Hasta que llegó un día de parálisis. De shock. De ataque de
pánico. Mi mente se fundió (casi literalmente).
Empezó a llegar la aceptación. La calma. La presencia.
No hay nada que cambiar. Todo está bien tal y como está. La
respuesta no está afuera, está en mi. Nada, nada de lo que haga, sanará a mi
hijas mágicamente.
Silencio. Respira.
Recuerdo esa noche en que los coros de toses empezaron a
tener una melodía.
Adiós consejos. Adiós consultas. Atiéndelas. Con paz y
alegría. O con furia. O con miedo. Con lo que venga, que igual se va. No es
bueno. No es malo. Es.
Empecé entonces a bucear en mi interior. A navegar en esas
intensidades emocionales, confusiones mentales, miedos enterrados. Fui al
infierno.
Vi mi luz.
Esto fue para mi transformador. Me di cuenta de que esta
consejitis nos concierne a muchos. En mi vida profesional, se hizo aún más
evidente. He empezado a observar. Observarme. Cuántas personas llegan al CGS buscando soluciones, respuestas, consejos. Cuántas veces me consultan como
“experta en niños” y cuántas veces caigo en la tentación de demostrar mi
sabiduría y guiar a estos pobres padres perdidos. Cuántas veces en el grupo de
crianza salen de mi boca consejos, pautas de cómo criar a los hijos.
Cada vez menos. Hoy, cuando alguien me pregunta algo
prefiero indagar un poco más. Acompañar a esta persona a encontrar su propia
respuesta. A experimentar su propia manera. A ir a sus lugares sombríos y
temidos. O a dónde la persona pueda y quiera.
Entre otras cosas porque la verdad es que no tengo ni idea.

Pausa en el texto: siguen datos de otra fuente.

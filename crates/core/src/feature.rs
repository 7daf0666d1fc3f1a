//! Feature documents - the unit of estimable work.
//!
//! Features are owned by the external document store; this crate treats them
//! as read-only input. Every numeric estimation attribute is optional, and a
//! documented default is substituted when the value is absent or not a finite
//! number, so a half-filled document never poisons the estimate with NaN.

use std::collections::BTreeSet;

use serde::{Deserialize, Serialize};

/// Gap tag that triggers the tech-debt schedule surcharge.
pub const TECH_DEBT_TAG: &str = "Technology/Tech Debt";

/// A feature as read from the product document store.
#[derive(Debug, Clone, PartialEq, Serialize, Deserialize)]
pub struct Feature {
    /// Opaque identifier assigned by the document store
    pub id: String,

    /// Feature name
    pub name: String,

    /// Roadmap category, if the feature has been categorized
    #[serde(default, skip_serializing_if = "Option::is_none")]
    pub category: Option<String>,

    /// Estimation attributes (all optional)
    #[serde(flatten)]
    pub inputs: EstimationInputs,

    /// Raw workflow status label; unset means the feature is still in planning
    #[serde(
        default,
        rename = "workflowStatus",
        alias = "workflow_status",
        skip_serializing_if = "Option::is_none"
    )]
    pub workflow_status: Option<String>,
}

impl Feature {
    /// Create a feature with the given id and name and no estimation inputs.
    pub fn new(id: impl Into<String>, name: impl Into<String>) -> Self {
        Self {
            id: id.into(),
            name: name.into(),
            category: None,
            inputs: EstimationInputs::default(),
            workflow_status: None,
        }
    }

    /// Parsed workflow status. Unset or unrecognized labels fall back to
    /// [`WorkflowStatus::Planning`].
    pub fn workflow_status(&self) -> WorkflowStatus {
        self.workflow_status
            .as_deref()
            .map(WorkflowStatus::from_label)
            .unwrap_or(WorkflowStatus::Planning)
    }

    /// Whether the feature carries the tech-debt gap tag.
    pub fn has_tech_debt(&self) -> bool {
        self.inputs.gap_types.contains(TECH_DEBT_TAG)
    }
}

/// Qualitative and quantitative estimation attributes of a feature.
///
/// Field names follow the document-store schema (camelCase on the wire).
#[derive(Debug, Clone, Default, PartialEq, Serialize, Deserialize)]
#[serde(rename_all = "camelCase")]
pub struct EstimationInputs {
    /// Relative effort in story points (default 5)
    #[serde(default, skip_serializing_if = "Option::is_none")]
    pub story_points: Option<f64>,

    /// Technical complexity, 1-5 (default 3)
    #[serde(default, skip_serializing_if = "Option::is_none")]
    pub technical_complexity: Option<f64>,

    /// Risk from external dependencies, 1-5 (default 3)
    #[serde(default, skip_serializing_if = "Option::is_none")]
    pub dependency_risk: Option<f64>,

    /// Number of open unknowns, 1-5 (default 3)
    #[serde(default, skip_serializing_if = "Option::is_none")]
    pub unknowns: Option<f64>,

    /// Raw effort required, 1-5 (default 3)
    #[serde(default, skip_serializing_if = "Option::is_none")]
    pub effort_required: Option<f64>,

    /// How well the requirements are understood, 1-5 (default 3)
    #[serde(default, skip_serializing_if = "Option::is_none")]
    pub requirements_clarity: Option<f64>,

    /// Frontend layer impact, 1-5 (default 3)
    #[serde(default, skip_serializing_if = "Option::is_none")]
    pub frontend_impact: Option<f64>,

    /// Backend layer impact, 1-5 (default 3)
    #[serde(default, skip_serializing_if = "Option::is_none")]
    pub backend_impact: Option<f64>,

    /// Database layer impact, 1-5 (default 3)
    #[serde(default, skip_serializing_if = "Option::is_none")]
    pub database_impact: Option<f64>,

    /// Count of blocking dependencies (default 0)
    #[serde(default, skip_serializing_if = "Option::is_none")]
    pub dependency_count: Option<f64>,

    /// Planned QA hours (default 0)
    #[serde(
        default,
        rename = "estimatedQAHours",
        skip_serializing_if = "Option::is_none"
    )]
    pub estimated_qa_hours: Option<f64>,

    /// Planned backend development hours (default 0)
    #[serde(default, skip_serializing_if = "Option::is_none")]
    pub estimated_backend_hours: Option<f64>,

    /// Planned frontend development hours (default 0)
    #[serde(default, skip_serializing_if = "Option::is_none")]
    pub estimated_frontend_hours: Option<f64>,

    /// Gap tags attached to the feature
    #[serde(default, skip_serializing_if = "BTreeSet::is_empty")]
    pub gap_types: BTreeSet<String>,
}

/// Substitute the default for absent or non-finite values.
fn value_or(value: Option<f64>, default: f64) -> f64 {
    match value {
        Some(n) if n.is_finite() => n,
        _ => default,
    }
}

impl EstimationInputs {
    /// Story points, defaulting to 5.
    pub fn story_points(&self) -> f64 {
        value_or(self.story_points, 5.0)
    }

    /// Technical complexity score, defaulting to 3.
    pub fn technical_complexity(&self) -> f64 {
        value_or(self.technical_complexity, 3.0)
    }

    /// Dependency risk score, defaulting to 3.
    pub fn dependency_risk(&self) -> f64 {
        value_or(self.dependency_risk, 3.0)
    }

    /// Unknowns score, defaulting to 3.
    pub fn unknowns(&self) -> f64 {
        value_or(self.unknowns, 3.0)
    }

    /// Effort score, defaulting to 3.
    pub fn effort_required(&self) -> f64 {
        value_or(self.effort_required, 3.0)
    }

    /// Requirements clarity score, defaulting to 3.
    pub fn requirements_clarity(&self) -> f64 {
        value_or(self.requirements_clarity, 3.0)
    }

    /// Frontend impact score, defaulting to 3.
    pub fn frontend_impact(&self) -> f64 {
        value_or(self.frontend_impact, 3.0)
    }

    /// Backend impact score, defaulting to 3.
    pub fn backend_impact(&self) -> f64 {
        value_or(self.backend_impact, 3.0)
    }

    /// Database impact score, defaulting to 3.
    pub fn database_impact(&self) -> f64 {
        value_or(self.database_impact, 3.0)
    }

    /// Blocking dependency count, defaulting to 0.
    pub fn dependency_count(&self) -> f64 {
        value_or(self.dependency_count, 0.0)
    }

    /// Planned QA hours, defaulting to 0.
    pub fn estimated_qa_hours(&self) -> f64 {
        value_or(self.estimated_qa_hours, 0.0)
    }

    /// Planned backend hours, defaulting to 0.
    pub fn estimated_backend_hours(&self) -> f64 {
        value_or(self.estimated_backend_hours, 0.0)
    }

    /// Planned frontend hours, defaulting to 0.
    pub fn estimated_frontend_hours(&self) -> f64 {
        value_or(self.estimated_frontend_hours, 0.0)
    }
}

/// Workflow state of a feature on the roadmap.
#[derive(Debug, Clone, Copy, PartialEq, Eq, Serialize, Deserialize)]
pub enum WorkflowStatus {
    /// Shipped; contributes no remaining work
    Done,
    /// Being worked on; assumed half complete
    InProgress,
    /// Not yet started
    Planning,
    /// Descoped; excluded from the completion forecast
    WontDo,
}

impl WorkflowStatus {
    /// Parse a document-store status label. Unknown labels are treated as
    /// planning, matching how the roadmap treats untriaged features.
    pub fn from_label(label: &str) -> Self {
        match label.trim() {
            "Done" | "Completed" => Self::Done,
            "In Progress" => Self::InProgress,
            "Won't Do" => Self::WontDo,
            _ => Self::Planning,
        }
    }
}

#[cfg(test)]
mod tests {
    use super::*;

    #[test]
    fn test_defaults_when_fields_absent() {
        let feature = Feature::new("feat-1", "Saved filters");
        assert_eq!(feature.inputs.story_points(), 5.0);
        assert_eq!(feature.inputs.technical_complexity(), 3.0);
        assert_eq!(feature.inputs.requirements_clarity(), 3.0);
        assert_eq!(feature.inputs.dependency_count(), 0.0);
        assert_eq!(feature.inputs.estimated_qa_hours(), 0.0);
    }

    #[test]
    fn test_non_finite_values_fall_back_to_defaults() {
        let mut feature = Feature::new("feat-1", "Saved filters");
        feature.inputs.story_points = Some(f64::NAN);
        feature.inputs.unknowns = Some(f64::INFINITY);
        assert_eq!(feature.inputs.story_points(), 5.0);
        assert_eq!(feature.inputs.unknowns(), 3.0);
    }

    #[test]
    fn test_workflow_status_labels() {
        assert_eq!(WorkflowStatus::from_label("Done"), WorkflowStatus::Done);
        assert_eq!(WorkflowStatus::from_label("Completed"), WorkflowStatus::Done);
        assert_eq!(
            WorkflowStatus::from_label("In Progress"),
            WorkflowStatus::InProgress
        );
        assert_eq!(WorkflowStatus::from_label("Won't Do"), WorkflowStatus::WontDo);
        assert_eq!(
            WorkflowStatus::from_label("Backlog"),
            WorkflowStatus::Planning
        );
    }

    #[test]
    fn test_unset_status_is_planning() {
        let feature = Feature::new("feat-1", "Saved filters");
        assert_eq!(feature.workflow_status(), WorkflowStatus::Planning);
    }

    #[test]
    fn test_tech_debt_tag_detection() {
        let mut feature = Feature::new("feat-1", "Migrate legacy reports");
        assert!(!feature.has_tech_debt());
        feature.inputs.gap_types.insert(TECH_DEBT_TAG.to_string());
        assert!(feature.has_tech_debt());
    }

    #[test]
    fn test_deserialize_document_store_shape() {
        let doc = serde_json::json!({
            "id": "feat-9",
            "name": "Usage dashboard",
            "storyPoints": 8,
            "technicalComplexity": 4,
            "dependencyCount": 2,
            "estimatedQAHours": 12,
            "gapTypes": ["Technology/Tech Debt"],
            "workflowStatus": "In Progress",
        });
        let feature: Feature = serde_json::from_value(doc).unwrap();
        assert_eq!(feature.inputs.story_points(), 8.0);
        assert_eq!(feature.inputs.technical_complexity(), 4.0);
        assert_eq!(feature.inputs.dependency_count(), 2.0);
        assert_eq!(feature.inputs.estimated_qa_hours(), 12.0);
        assert!(feature.has_tech_debt());
        assert_eq!(feature.workflow_status(), WorkflowStatus::InProgress);
    }
}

Mis hijas han desmontado gran parte de mis estudios
universitarios y de postgrado. Han desafiado mis formaciones, contradicho los libros, rebatido a los médicos tradicionales y alternativos. Desmentido
psicólogos y demás expertos. Justo cuando creo haberlo entendido, me han
demostrado lo contrario.
Hoy, tres años después de ser madre, sé menos. Al menos en
el sentido intelectual. Me siento menos capacitada para dar soluciones, enseñar
pautas, aconsejar, dar inteligentes respuestas. Y también tengo menos ganas.
No se trata de ignorar cualquier conocimiento. De parar de
estudiar, opinar, reflexionar. De dejar de escuchar otras experiencias.

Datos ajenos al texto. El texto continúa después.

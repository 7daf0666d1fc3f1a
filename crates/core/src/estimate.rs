//! Per-feature estimation output.

use serde::{Deserialize, Serialize};

/// Weeks-to-months conversion factor (52 / 12).
pub const WEEKS_PER_MONTH: f64 = 4.33;

/// Round to one decimal place. Applied only to final display/aggregation
/// values; intermediate stage math stays unrounded.
pub fn round1(value: f64) -> f64 {
    (value * 10.0).round() / 10.0
}

/// Delivery-speed classification of an estimate.
#[derive(Debug, Clone, Copy, PartialEq, Eq, Hash, Serialize, Deserialize)]
#[serde(rename_all = "lowercase")]
pub enum DeliveryStatus {
    /// One week or less
    Fast,
    /// Up to two weeks
    Normal,
    /// Up to four weeks
    Slow,
    /// More than four weeks
    Critical,
}

impl DeliveryStatus {
    /// Classify a (rounded) week count.
    pub fn from_weeks(weeks: f64) -> Self {
        if weeks <= 1.0 {
            Self::Fast
        } else if weeks <= 2.0 {
            Self::Normal
        } else if weeks <= 4.0 {
            Self::Slow
        } else {
            Self::Critical
        }
    }

    /// Display label.
    pub fn as_str(&self) -> &'static str {
        match self {
            Self::Fast => "fast",
            Self::Normal => "normal",
            Self::Slow => "slow",
            Self::Critical => "critical",
        }
    }
}

impl std::fmt::Display for DeliveryStatus {
    fn fmt(&self, f: &mut std::fmt::Formatter<'_>) -> std::fmt::Result {
        f.write_str(self.as_str())
    }
}

/// One applied stage of the estimation pipeline.
///
/// Steps are recorded in application order so the presentation layer can
/// show exactly how the final number came to be.
#[derive(Debug, Clone, PartialEq, Serialize, Deserialize)]
pub struct BreakdownStep {
    /// Stage name, e.g. "Dependency delay"
    pub title: String,

    /// Human-readable description of the applied operation
    pub detail: String,

    /// Week value before this stage ran
    pub before: f64,

    /// Signed change in weeks produced by this stage
    pub delta: f64,
}

impl BreakdownStep {
    /// Week value after this stage ran.
    pub fn after(&self) -> f64 {
        self.before + self.delta
    }
}

/// Derived duration estimate for one feature.
///
/// Recomputed on every call; never persisted by this subsystem.
#[derive(Debug, Clone, PartialEq, Serialize, Deserialize)]
pub struct EstimationResult {
    /// Estimated weeks, rounded to one decimal, clamped to [0.4, 16]
    pub weeks: f64,

    /// Working days, weeks x 5 rounded to an integer
    pub days: i64,

    /// Months, weeks / 4.33 rounded to one decimal
    pub months: f64,

    /// Delivery-speed classification
    pub status: DeliveryStatus,

    /// 0-100 score, higher means faster delivery
    pub health_score: u8,

    /// Itemized calculation trace, one entry per applied stage
    pub breakdown: Vec<BreakdownStep>,
}

impl EstimationResult {
    /// Build the derived outputs from the final (already clamped, unrounded)
    /// week value and the accumulated trace.
    pub fn from_weeks(weeks: f64, breakdown: Vec<BreakdownStep>) -> Self {
        let weeks = round1(weeks);
        let health = (100.0 - weeks * 10.0).clamp(0.0, 100.0).round();
        Self {
            weeks,
            days: (weeks * 5.0).round() as i64,
            months: round1(weeks / WEEKS_PER_MONTH),
            status: DeliveryStatus::from_weeks(weeks),
            health_score: health as u8,
            breakdown,
        }
    }
}

#[cfg(test)]
mod tests {
    use super::*;

    #[test]
    fn test_round1() {
        assert_eq!(round1(1.2499), 1.2);
        assert_eq!(round1(1.25), 1.3);
        assert_eq!(round1(0.4), 0.4);
    }

    #[test]
    fn test_status_thresholds() {
        assert_eq!(DeliveryStatus::from_weeks(0.4), DeliveryStatus::Fast);
        assert_eq!(DeliveryStatus::from_weeks(1.0), DeliveryStatus::Fast);
        assert_eq!(DeliveryStatus::from_weeks(1.1), DeliveryStatus::Normal);
        assert_eq!(DeliveryStatus::from_weeks(2.0), DeliveryStatus::Normal);
        assert_eq!(DeliveryStatus::from_weeks(4.0), DeliveryStatus::Slow);
        assert_eq!(DeliveryStatus::from_weeks(4.1), DeliveryStatus::Critical);
    }

    #[test]
    fn test_derived_outputs() {
        let result = EstimationResult::from_weeks(1.0, Vec::new());
        assert_eq!(result.weeks, 1.0);
        assert_eq!(result.days, 5);
        assert_eq!(result.months, 0.2);
        assert_eq!(result.status, DeliveryStatus::Fast);
        assert_eq!(result.health_score, 90);
    }

    #[test]
    fn test_health_score_floors_at_zero() {
        let result = EstimationResult::from_weeks(16.0, Vec::new());
        assert_eq!(result.health_score, 0);
        assert_eq!(result.status, DeliveryStatus::Critical);
        assert_eq!(result.days, 80);
    }

    #[test]
    fn test_breakdown_step_after() {
        let step = BreakdownStep {
            title: "Dependency delay".into(),
            detail: "2 dependencies x 0.5 weeks".into(),
            before: 1.0,
            delta: 1.0,
        };
        assert_eq!(step.after(), 2.0);
    }
}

Se trata sobretodo de continuar en este mi camino de conciencia
para encontrar mi poder y mi sabiduría. Confiar más en mi. Hacerme cargo de lo
mío. Asumir mi propia vida. Ser la madre-adulta.
En últimas darme cuenta de todo lo que se interpone entre
mis hijas y mi amor infinito.
Y dejar a los demás recorrer su propio camino.
Quiero “curarme” de esta consejitis.